In 1850 he was appointed lecturer on logic and metaphysics at the University of Liège. He was appointed extraordinary professor in 1856, full professor in 1862, and professor emeritus on 23 September 1889. Within the faculty of Philosophy and Letters, he also assumed some responsibilities: he was several times secretary and dean, as well as, secretary of the Academic Council in 1868-1869.

During his career, he taught several class at university:

- Metaphysics (1850-1879)
- Aesthetic (1851-1879)
- Logic (1859-1889)
- Archeology (1866-1875)
- History of ancient and modern philosophy (1873-1889)

He also taught at pedagogy, logic and psychology the Ecole normale des Humanités.

He was elected a corresponding member of the Royal Academy of Science, Letters and Fine Arts of Belgium on 9 May 1870, a full member on 12 May 1873, and president in 1882. He was a member of many other scholarly societies. He died in Liège on 2 March 1896.

Throughout his life, Alphonse Le Roy published a lot of literary works. His research interest were philosophy, public education, archeology and fines-arts. For the University of Liege's fiftieth birthday, in 1869, he wrote Liber Memorialis. L'Université de Liège depuis sa fondation. He also published in a lot of journal and magazine, and contributed over 150 entries to the Biographie Nationale de Belgique.

He also wrote poetry in Walloon, including a collection of songs in Walloon signed F.L.P., which stands for the initials of the three authors Théophile Fuss, Le Roy et Adolphe Picard. With the latter, he also wrote songs, still in Walloon, under the pseudonym Alcide Pryor. His interest for Walloon literature was also carried out the edition of Remacle Maréchal's fables that includes new 26 fables.

He received several honours, including the Order of Leopold in 1869 and Order of the Oak Crown in 1870.

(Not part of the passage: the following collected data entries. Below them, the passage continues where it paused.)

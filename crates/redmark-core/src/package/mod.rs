pub mod content_types;
pub mod opc;
pub mod relationships;
pub mod uri;

pub use content_types::ContentTypes;
pub use opc::OpcPackage;
pub use relationships::{Relationship, TargetMode};
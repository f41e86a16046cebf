//! Color helpers for highlight/overlay settings.

/// True for a 6-digit RRGGBB hex string (no leading `#`).
pub fn is_hex_rgb(value: &str) -> bool {
    value.len() == 6 && value.chars().all(|c| c.is_ascii_hexdigit())
}

/// Expands RRGGBB to the AARRGGBB form spreadsheet fills use.
pub fn to_argb(rgb: &str) -> String {
    format!("FF{}", rgb.to_ascii_uppercase())
}

#[cfg(test)]
mod tests {
    use super::*;

    #[test]
    fn accepts_valid_hex() {
        assert!(is_hex_rgb("90EE90"));
        assert!(is_hex_rgb("ffd700"));
    }

    #[test]
    fn rejects_invalid_hex() {
        assert!(!is_hex_rgb("#90EE90"));
        assert!(!is_hex_rgb("90EE9"));
        assert!(!is_hex_rgb("GGGGGG"));
    }

    #[test]
    fn argb_prefixes_opaque_alpha() {
        assert_eq!(to_argb("90ee90"), "FF90EE90");
    }
}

A large amount of Alphonse Le Roy's letters and archives are located at KBR Royal Library of Belgium.

==Works==
- La philosophie au pays de Liège, XVIIe et XVIIIe siècles (Liège, Paris and Leipzig, 1860)
- Notice sur Eugène Charles Catalan, 1867
- Jean Kinker : sa vie et ses travaux, 1869
- Liber Memorialis: L'Université de Liège depuis sa fondation (Liège, 1869)
- L'administration de l'Instruction publique en France sous le ministère de M. Duruy, Liège, de Thier, 1870
- «Ulysse Capitaine, sa vie & ses travaux », Annuaire de la société liégeoise de littérature wallonne, vol. 7, 1872, p. 43-124
- Fables de R. Maréchal, Liège, de Thier, 1872.